Before House Republicans narrowly passed a bill Wednesday that would include raising the debt ceiling in exchange for a new round of shredding America’s social safety net, House Majority Leader Steve Scalise, R-La., offered up a folksy summation of the issue: President Joe Biden, he said, has “maxed out the nation’s credit card.”
Though I’ve used similar language with a different framing, it’s not the best analogy. The better comparison to our debt ceiling situation would be a bank providing a credit card with literally no limit, but the credit card holder insisting that there be a limit — and pitching a fit when that limit approaches.

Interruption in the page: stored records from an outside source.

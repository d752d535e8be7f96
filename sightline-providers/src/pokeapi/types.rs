//! PokeAPI request/response types

use serde::{Deserialize, Serialize};
use sightline_core::EntityId;
use std::collections::BTreeMap;

/// `{name, url}` reference used throughout PokeAPI.
#[derive(Debug, Clone, Deserialize)]
pub struct NamedResource {
    pub name: String,
}

#[derive(Debug, Clone, Deserialize)]
pub struct TypeSlot {
    pub slot: u32,
    #[serde(rename = "type")]
    pub kind: NamedResource,
}

#[derive(Debug, Clone, Deserialize)]
pub struct AbilitySlot {
    pub slot: u32,
    #[serde(default)]
    pub is_hidden: bool,
    pub ability: NamedResource,
}

#[derive(Debug, Clone, Deserialize)]
pub struct StatEntry {
    pub base_stat: i64,
    pub stat: NamedResource,
}

#[derive(Debug, Clone, Default, Deserialize)]
pub struct Sprites {
    pub front_default: Option<String>,
}

/// Subset of `GET /pokemon/{id}` that the summary needs.
#[derive(Debug, Clone, Deserialize)]
pub struct PokemonResponse {
    pub id: EntityId,
    pub name: String,
    pub height: i64,
    pub weight: i64,
    #[serde(default)]
    pub types: Vec<TypeSlot>,
    #[serde(default)]
    pub abilities: Vec<AbilitySlot>,
    #[serde(default)]
    pub stats: Vec<StatEntry>,
    #[serde(default)]
    pub sprites: Sprites,
}

/// Compact entity record stored as the enrichment payload.
#[derive(Debug, Clone, PartialEq, Serialize, Deserialize)]
pub struct EntitySummary {
    pub id: EntityId,
    pub name: String,
    /// Type names in slot order
    pub types: Vec<String>,
    /// Non-hidden abilities first, each group in slot order
    pub abilities: Vec<String>,
    pub base_stats: BTreeMap<String, i64>,
    /// Decimetres
    pub height: i64,
    /// Hectograms
    pub weight: i64,
    pub sprite_url: Option<String>,
}

impl From<PokemonResponse> for EntitySummary {
    fn from(mut response: PokemonResponse) -> Self {
        response.types.sort_by_key(|t| t.slot);
        response
            .abilities
            .sort_by_key(|a| (a.is_hidden, a.slot));

        Self {
            id: response.id,
            name: response.name.trim().to_lowercase(),
            types: response.types.into_iter().map(|t| t.kind.name).collect(),
            abilities: response
                .abilities
                .into_iter()
                .map(|a| a.ability.name)
                .collect(),
            base_stats: response
                .stats
                .into_iter()
                .map(|s| (s.stat.name, s.base_stat))
                .collect(),
            height: response.height,
            weight: response.weight,
            sprite_url: response.sprites.front_default,
        }
    }
}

The difference between those two illustrations matters because Republicans know well that the debt ceiling itself is arbitrary. It’s not a stretch to say the amount of debt that the U.S. can take on is entirely made up. Any increase to the debt ceiling itself — currently set at $31.4 trillion — has historically been based on nothing more than what will suffice politically until the next time it needs to be raised. Tucked inside a CNN article on how House Speaker Kevin McCarthy, R-Calif., pulled off Wednesday’s vote was this eye-opener:
In a private meeting in the Capitol, GOP leaders debated how high of a debt limit increase they should seek. Some had floated odd numbers because it sounded more intentional than an even number. One member suggested $1.69 trillion, but that was rejected because of the innuendos associated with such a figure, according to three GOP sources. Ultimately, a $1.5 trillion increase was the number they settled on.
CNN
For the record, the $1.5 trillion amount they landed on is expected to carry the country through less than a year, at which point Republicans would be holding us hostage again — and in the middle of a presidential election season. I’m no economist, and I can’t predict how much longer it would take to reach a debt ceiling $190,000,000,000 higher. But the House GOP…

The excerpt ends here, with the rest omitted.